== TO DO ==
Needed from the data below: all lines that contain the word "records".

== THE DATA ==

- Opening Delimiter -

//! Pretty diagnostic rendering using ariadne.
//!
//! Converts decoder [`Diagnostic`]s into ariadne [`Report`]s that point at
//! the offending table row in the source document, and decides between
//! pretty and JSON output. JSON itself is written by the commands.

use std::io::{self, IsTerminal};

use ariadne::{Color, Config, Label, Report, ReportKind, Source};
use gridcipher_diagnostics::{Diagnostic, Severity};

// ── Output format ───────────────────────────────────────────────────────

/// Output format for command results and diagnostics.
#[derive(Debug, Clone, Copy, PartialEq, Eq)]
pub(crate) enum Format {
    /// Human-readable output, coloured diagnostics (ariadne).
    Pretty,
    /// Machine-readable JSON.
    Json,
}

impl Format {
    /// Use the explicit choice, else pretty for a TTY and JSON for a pipe.
    pub(crate) fn resolve_or_detect(explicit: Option<&str>) -> Self {
        match explicit {
            Some("json") => Format::Json,
            Some("pretty") => Format::Pretty,
            _ => {
                if io::stdout().is_terminal() {
                    Format::Pretty
                } else {
                    Format::Json
                }
            }
        }
    }
}

// ── Severity mapping ────────────────────────────────────────────────────

fn report_kind(severity: &Severity) -> ReportKind<'static> {
    match severity {
        Severity::Error => ReportKind::Error,
        Severity::Warn => ReportKind::Warning,
        Severity::Info => ReportKind::Advice,
        _ => ReportKind::Warning,
    }
}

fn severity_color(severity: &Severity) -> Color {
    match severity {
        Severity::Error => Color::Red,
        Severity::Warn => Color::Yellow,
        Severity::Info => Color::Blue,
        _ => Color::White,
    }
}

fn context_note(diag: &Diagnostic) -> Option<String> {
    let ctx = diag.context.as_ref()?;
    if ctx.is_empty() {
        return None;
    }
    Some(
        ctx.iter()
            .map(|(k, v)| format!("{k}={v}"))
            .collect::<Vec<_>>()
            .join(", "),
    )
}

// ── Pretty rendering ────────────────────────────────────────────────────

/// Render diagnostics to stderr with source context where a span exists.
pub(crate) fn render_diagnostics_pretty(source: &str, filename: &str, diagnostics: &[Diagnostic]) {
    if diagnostics.is_empty() {
        return;
    }

    let config = Config::default().with_compact(false);

    // Build the Source once (O(n) line index) and reuse across all reports.
    let mut cache = (filename, Source::from(source));

    for diag in diagnostics {
        if let Some(span) = &diag.span {
            // Clamp span to source length to avoid panics on truncated input.
            let start = span.start.min(source.len());
            let end = span.end.min(source.len()).max(start);

            let mut builder = Report::build(report_kind(&diag.severity), (filename, start..end))
                .with_code(diag.id.as_ref())
                .with_message(&diag.message)
                .with_config(config);

            let label_msg = context_note(diag).unwrap_or_else(|| diag.message.clone());
            builder = builder.with_label(
                Label::new((filename, start..end))
                    .with_message(label_msg)
                    .with_color(severity_color(&diag.severity)),
            );

            if let Some(explanation) = diag.explain() {
                builder = builder.with_help(explanation);
            }

            builder.finish().eprint(&mut cache).ok();
        } else {
            let kind_str = match diag.severity {
                Severity::Error => "error",
                Severity::Warn => "warning",
                Severity::Info => "info",
                _ => "diagnostic",
            };
            eprintln!("{kind_str}[{}]: {}", diag.id, diag.message);

            if let Some(note) = context_note(diag) {
                eprintln!("  = note: {note}");
            }
            if let Some(explanation) = diag.explain() {
                eprintln!("  = help: {explanation}");
            }
        }
    }
}

// ── Summary line ────────────────────────────────────────────────────────

/// Print a coloured summary of decoded records and dropped rows to stderr.
///
/// Example: `12 records, 2 notes, 1 warning`
pub(crate) fn print_summary(records: usize, diagnostics: &[Diagnostic]) {
    use ariadne::Fmt;

    let (mut warnings, mut infos) = (0usize, 0usize);
    for d in diagnostics {
        match d.severity {
            Severity::Info => infos += 1,
            _ => warnings += 1,
        }
    }

    let s = if records == 1 { "" } else { "s" };
    let mut parts = vec![format!("{records} record{s}")];
    if infos > 0 {
        let s = if infos == 1 { "" } else { "s" };
        parts.push(format!("{}", format!("{infos} note{s}").fg(Color::Blue)));
    }
    if warnings > 0 {
        let s = if warnings == 1 { "" } else { "s" };
        parts.push(format!(
            "{}",
            format!("{warnings} warning{s}").fg(Color::Yellow)
        ));
    }
    eprintln!("{}", parts.join(", "));
}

- Closing Delimiter -

== WRITTEN SOLUTION ==
/// Print a coloured summary of decoded records and dropped rows to stderr.
/// Example: `12 records, 2 notes, 1 warning`
pub(crate) fn print_summary(records: usize, diagnostics: &[Diagnostic]) {
    let s = if records == 1 { "" } else { "s" };
    let mut parts = vec![format!("{records} record{s}")];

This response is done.